Installation targets should contains `$(DESTDIR)` before any
installation directory name.

## `make -n`

Users should be able to use `make -n install` to see what commands will
be executed. This means that commands in the install target should not
suppress output (`@` in `make`) without providing an echo command to
display the command.

## Default `--prefix`

One suggestion is that the default installation prefix (i.e., the
directories used when configure is used with a `--prefix` option select
the build directory rather than `/usr/local`) or `NONE`, which happens
when some values of `$prefix` are used within configure without checking
that no other value has been set).

## `install.sh`

The `install` program is not standardized under Unix, and a number of
incompatible and partially broken versions exist. For this reason,
configure may choose to use a script, install.sh, to provide the install
function. Because we have had trouble with CVS occasionally losing the
execute bit, it is important to check that this file is executable
before using it. However, do not assume that you can always `chmod` it;
in a VPATH build, the source files may be owned by another user, causing
a `chmod` to fail. In that case, if the execute bit is missing and the
script is needed, an error message about the missing execute bit should
be generated. The best time to do this is during the configure step,
since this is when `install.sh` may be selected.

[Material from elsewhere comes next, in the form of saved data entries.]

//! Designer-facing tuning surface for the generator.
//!
//! Every struct derives `Deserialize` with `#[serde(default)]`, so a TOML file
//! only needs to mention the knobs it changes. Values are *not* validated here:
//! each consumer clamps the values it reads, which keeps steady-state ticking
//! total over any configuration.

use std::time::Duration;

use serde::{Deserialize, Serialize};
use thiserror::Error;

use crate::{DisappearScope, DisappearSettings, LaneId, LaneSetup, MotionAxis, PrefabRef};

/// Errors raised while loading a generator configuration.
#[derive(Debug, Error)]
pub enum ConfigError {
    /// The TOML document could not be parsed into a configuration.
    #[error("failed to parse generator configuration: {0}")]
    Parse(#[from] toml::de::Error),
}

/// Aggregated tuning knobs controlling every adjustable aspect of generation.
#[derive(Clone, Debug, Default, PartialEq, Serialize, Deserialize)]
#[serde(default)]
pub struct GeneratorConfig {
    /// Seed for the shared random stream; `None` draws one from OS entropy.
    pub seed: Option<u64>,
    /// Optional feature toggles.
    pub features: FeatureFlags,
    /// Lane count, spacing, and per-lane overrides.
    pub lanes: LaneLayout,
    /// Tile dimensions.
    pub tiles: TileTuning,
    /// Segment length, gap, and height bounds.
    pub segments: SegmentTuning,
    /// Generation and cleanup windows around the player.
    pub streaming: StreamingTuning,
    /// Hazard run bounds, chance, and kill band geometry.
    pub hazard: HazardTuning,
    /// Trap, bonus, and debuff spawn rules.
    pub spawns: SpawnCatalog,
    /// Moving segment parameters.
    pub motion: MotionTuning,
    /// Disappearing tile parameters.
    pub disappearing: DisappearTuning,
    /// Cross-lane vertical separation parameters.
    pub overlap: OverlapTuning,
}

impl GeneratorConfig {
    /// Parses a configuration from a TOML document.
    pub fn from_toml_str(contents: &str) -> Result<Self, ConfigError> {
        Ok(toml::from_str(contents)?)
    }

    /// Builds the lane setups implied by the layout and feature flags.
    ///
    /// With `multi_lane` disabled only the start lane is created.
    #[must_use]
    pub fn lane_setups(&self) -> Vec<LaneSetup> {
        let layout = &self.lanes;
        let count = layout.count.max(1);
        let start_lane = layout.start_lane.min(count - 1);

        let indices: Vec<u32> = if self.features.multi_lane {
            (0..count).collect()
        } else {
            vec![start_lane]
        };

        indices
            .into_iter()
            .map(|index| {
                let tuning = layout.tuning_for(index);
                let gap_multiplier = if tuning.gap_multiplier.is_finite() {
                    tuning.gap_multiplier.max(0.0)
                } else {
                    1.0
                };
                LaneSetup {
                    lane: LaneId::new(index),
                    base_height: layout.origin_y
                        + index as f32 * layout.spacing
                        + tuning.extra_height_offset,
                    gap_multiplier,
                    is_start_lane: index == start_lane,
                }
            })
            .collect()
    }
}

/// Optional behaviours that can be switched off independently.
#[derive(Clone, Debug, PartialEq, Serialize, Deserialize)]
#[serde(default)]
pub struct FeatureFlags {
    /// Generate every configured lane instead of only the start lane.
    pub multi_lane: bool,
    /// Attach disappearing behaviour to grass tiles.
    pub disappearing_tiles: bool,
    /// Attach oscillating motion to segments.
    pub moving_segments: bool,
    /// Grow hazard and trap probabilities with session time.
    pub difficulty_scaling: bool,
}

impl Default for FeatureFlags {
    fn default() -> Self {
        Self {
            multi_lane: true,
            disappearing_tiles: true,
            moving_segments: true,
            difficulty_scaling: true,
        }
    }
}

/// Vertical arrangement of lanes.
#[derive(Clone, Debug, PartialEq, Serialize, Deserialize)]
#[serde(default)]
pub struct LaneLayout {
    /// Number of lanes; values below one are treated as one.
    pub count: u32,
    /// Vertical distance between consecutive lane base heights.
    pub spacing: f32,
    /// Index of the lane that opens with the safe start segment.
    pub start_lane: u32,
    /// World X coordinate where every lane begins.
    pub origin_x: f32,
    /// Base height of lane zero.
    pub origin_y: f32,
    /// Per-lane overrides indexed by lane; missing entries use defaults.
    pub overrides: Vec<LaneTuning>,
}

impl LaneLayout {
    fn tuning_for(&self, index: u32) -> LaneTuning {
        usize::try_from(index)
            .ok()
            .and_then(|index| self.overrides.get(index))
            .cloned()
            .unwrap_or_default()
    }
}

impl Default for LaneLayout {
    fn default() -> Self {
        Self {
            count: 1,
            spacing: 4.0,
            start_lane: 0,
            origin_x: 0.0,
            origin_y: 0.0,
            overrides: Vec::new(),
        }
    }
}

/// Per-lane overrides.
#[derive(Clone, Debug, PartialEq, Serialize, Deserialize)]
#[serde(default)]
pub struct LaneTuning {
    /// Added to the lane's base height.
    pub extra_height_offset: f32,
    /// Multiplies every gap generated in the lane.
    pub gap_multiplier: f32,
}

impl Default for LaneTuning {
    fn default() -> Self {
        Self {
            extra_height_offset: 0.0,
            gap_multiplier: 1.0,
        }
    }
}

/// Tile dimensions in world units.
#[derive(Clone, Debug, PartialEq, Serialize, Deserialize)]
#[serde(default)]
pub struct TileTuning {
    /// Width of one tile; a non-positive width stops the lane from advancing.
    pub width: f32,
    /// Height of one tile.
    pub height: f32,
}

impl Default for TileTuning {
    fn default() -> Self {
        Self {
            width: 1.0,
            height: 1.0,
        }
    }
}

/// Segment length, gap, and vertical step bounds.
#[derive(Clone, Debug, PartialEq, Serialize, Deserialize)]
#[serde(default)]
pub struct SegmentTuning {
    /// Minimum core tile count of a random segment.
    pub min_tiles: u32,
    /// Maximum core tile count of a random segment (inclusive).
    pub max_tiles: u32,
    /// Core tile count of the safe start segment.
    pub start_platform_tiles: u32,
    /// Minimum horizontal gap before a segment.
    pub min_gap: f32,
    /// Maximum horizontal gap before a segment.
    pub max_gap: f32,
    /// Largest upward step between consecutive segments of a lane.
    pub max_step_up: f32,
    /// Largest downward step between consecutive segments of a lane.
    pub max_step_down: f32,
    /// Lowest segment height, relative to the lane's base height.
    pub min_height: f32,
    /// Highest segment height, relative to the lane's base height.
    pub max_height: f32,
}

impl Default for SegmentTuning {
    fn default() -> Self {
        Self {
            min_tiles: 4,
            max_tiles: 10,
            start_platform_tiles: 5,
            min_gap: 1.5,
            max_gap: 3.5,
            max_step_up: 1.5,
            max_step_down: 3.0,
            min_height: -3.0,
            max_height: 5.0,
        }
    }
}

/// Generation and cleanup windows around the player.
#[derive(Clone, Debug, PartialEq, Serialize, Deserialize)]
#[serde(default)]
pub struct StreamingTuning {
    /// Lanes are generated until their frontier reaches `player_x + ahead_distance`.
    pub ahead_distance: f32,
    /// Segments ending before `player_x - behind_distance` are removed.
    pub behind_distance: f32,
    /// Upper bound on segments planned for one lane in a single tick.
    pub max_segments_per_tick: u32,
}

impl Default for StreamingTuning {
    fn default() -> Self {
        Self {
            ahead_distance: 25.0,
            behind_distance: 20.0,
            max_segments_per_tick: 64,
        }
    }
}

/// Hazard (lava) composition and geometry.
#[derive(Clone, Debug, PartialEq, Serialize, Deserialize)]
#[serde(default)]
pub struct HazardTuning {
    /// Chance that a random segment contains a hazard run.
    pub base_chance: f32,
    /// Per-second growth of the hazard chance when difficulty scaling is on.
    pub growth_per_second: f32,
    /// Shortest hazard run; values below two are raised to two.
    pub min_run: u32,
    /// Longest hazard run.
    pub max_run: u32,
    /// Height of the kill band above the tile top.
    pub kill_band_height: f32,
    /// Depth of the kill band below the tile top.
    pub kill_band_depth: f32,
}

impl Default for HazardTuning {
    fn default() -> Self {
        Self {
            base_chance: 0.4,
            growth_per_second: 0.0,
            min_run: 2,
            max_run: 3,
            kill_band_height: 0.2,
            kill_band_depth: 0.05,
        }
    }
}

/// Spawn rules grouped by category.
#[derive(Clone, Debug, PartialEq, Serialize, Deserialize)]
#[serde(default)]
pub struct SpawnCatalog {
    /// Trap rules; evaluated first.
    pub traps: CategoryRules,
    /// Bonus rules; evaluated second.
    pub bonuses: CategoryRules,
    /// Debuff rules; evaluated last.
    pub debuffs: CategoryRules,
}

impl Default for SpawnCatalog {
    fn default() -> Self {
        Self {
            traps: CategoryRules {
                scales_with_difficulty: true,
                ..CategoryRules::default()
            },
            bonuses: CategoryRules::default(),
            debuffs: CategoryRules::default(),
        }
    }
}

/// Rules of one spawn category plus its difficulty scaling.
#[derive(Clone, Debug, Default, PartialEq, Serialize, Deserialize)]
#[serde(default)]
pub struct CategoryRules {
    /// Rules in declaration order.
    pub rules: Vec<SpawnRule>,
    /// Whether the category's chances grow with session time.
    pub scales_with_difficulty: bool,
    /// Per-second growth added to every rule's base chance when scaling applies.
    pub growth_per_second: f32,
}

/// Probabilistic policy for placing one kind of object on eligible tiles.
#[derive(Clone, Debug, PartialEq, Serialize, Deserialize)]
#[serde(default)]
pub struct SpawnRule {
    /// Label used in logs.
    pub name: String,
    /// Prefab to instantiate; rules without a usable prefab are skipped.
    pub prefab: Option<PrefabRef>,
    /// Probability per eligible tile.
    pub base_chance: f32,
    /// Allow spawning on grass tiles.
    pub allow_on_grass: bool,
    /// Allow spawning on hazard tiles.
    pub allow_on_hazard: bool,
    /// Allow spawning on the safe start segment.
    pub allow_on_start_segment: bool,
    /// Minimum X distance from the generation origin.
    pub min_distance_from_origin: f32,
    /// Per-segment cap; zero means unlimited.
    pub max_per_segment: u32,
    /// Vertical offset above the tile centre.
    pub vertical_offset: f32,
}

impl Default for SpawnRule {
    fn default() -> Self {
        Self {
            name: String::new(),
            prefab: None,
            base_chance: 0.1,
            allow_on_grass: true,
            allow_on_hazard: false,
            allow_on_start_segment: false,
            min_distance_from_origin: 0.0,
            max_per_segment: 1,
            vertical_offset: 0.5,
        }
    }
}

/// Moving segment parameters.
#[derive(Clone, Debug, PartialEq, Serialize, Deserialize)]
#[serde(default)]
pub struct MotionTuning {
    /// Chance that a non-start segment moves.
    pub chance: f32,
    /// Axis of oscillation.
    pub axis: MotionAxis,
    /// Smallest amplitude.
    pub min_amplitude: f32,
    /// Largest amplitude.
    pub max_amplitude: f32,
    /// Smallest angular speed.
    pub min_speed: f32,
    /// Largest angular speed.
    pub max_speed: f32,
    /// Phase offsets are drawn from `0.0..max_phase` seconds.
    pub max_phase: f32,
}

impl Default for MotionTuning {
    fn default() -> Self {
        Self {
            chance: 0.1,
            axis: MotionAxis::Horizontal,
            min_amplitude: 1.0,
            max_amplitude: 2.0,
            min_speed: 1.0,
            max_speed: 1.5,
            max_phase: 10.0,
        }
    }
}

/// Disappearing tile parameters.
#[derive(Clone, Debug, PartialEq, Serialize, Deserialize)]
#[serde(default)]
pub struct DisappearTuning {
    /// Chance that a grass tile disappears after being touched.
    pub chance: f32,
    /// Seconds between the touch and the start of the fade-out.
    pub delay_before_disappear: f32,
    /// Seconds spent fading in either direction.
    pub fade_duration: f32,
    /// Seconds spent hidden before reappearing; zero or less never reappears.
    pub reappear_delay: f32,
    /// Fade every tile of the segment instead of only the touched tile.
    pub whole_segment: bool,
    /// Keep hazard tiles solid while the rest of the segment is hidden.
    pub exempt_hazard_tiles: bool,
    /// Allow disappearing tiles on the safe start segment.
    pub allow_on_start_segment: bool,
}

impl DisappearTuning {
    /// Converts designer seconds into runtime timings.
    ///
    /// Negative and NaN values floor at zero; values too large for a `Duration` saturate.
    #[must_use]
    pub fn settings(&self) -> DisappearSettings {
        let reappear = seconds(self.reappear_delay);
        DisappearSettings {
            delay_before_disappear: seconds(self.delay_before_disappear),
            fade_duration: seconds(self.fade_duration),
            reappear_delay: (!reappear.is_zero()).then_some(reappear),
            scope: if self.whole_segment {
                DisappearScope::WholeSegment
            } else {
                DisappearScope::Tile
            },
            exempt_hazard_tiles: self.exempt_hazard_tiles,
        }
    }
}

impl Default for DisappearTuning {
    fn default() -> Self {
        Self {
            chance: 0.05,
            delay_before_disappear: 0.5,
            fade_duration: 0.3,
            reappear_delay: 0.0,
            whole_segment: true,
            exempt_hazard_tiles: true,
            allow_on_start_segment: false,
        }
    }
}

/// Cross-lane vertical separation parameters.
#[derive(Clone, Debug, PartialEq, Serialize, Deserialize)]
#[serde(default)]
pub struct OverlapTuning {
    /// Minimum vertical distance between horizontally overlapping segments.
    pub min_vertical_distance: f32,
    /// Number of relocation attempts before accepting the last candidate.
    pub max_relocate_attempts: u32,
}

impl Default for OverlapTuning {
    fn default() -> Self {
        Self {
            min_vertical_distance: 2.0,
            max_relocate_attempts: 6,
        }
    }
}

fn seconds(value: f32) -> Duration {
    if value.is_nan() || value <= 0.0 {
        return Duration::ZERO;
    }
    Duration::try_from_secs_f32(value).unwrap_or(Duration::MAX)
}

## Directory independence of installed files

Particularly for third-party installations, it is valuable to have an
installation that can be copied to a new location without changes and
still run properly (i.e., no directory paths within the executables or
libraries). There are some trade-offs here; we may want an option to
support this at the cost of requiring an environment variable be set to
the installed location (some commercial tools use this approach).

## Testing the install

The make target `installcheck` is the recommended way to perform tests
on an installation. To add code to this target when using `simplemake`,
add your code to the `Makefile.sm` under the target
`installcheck-local`.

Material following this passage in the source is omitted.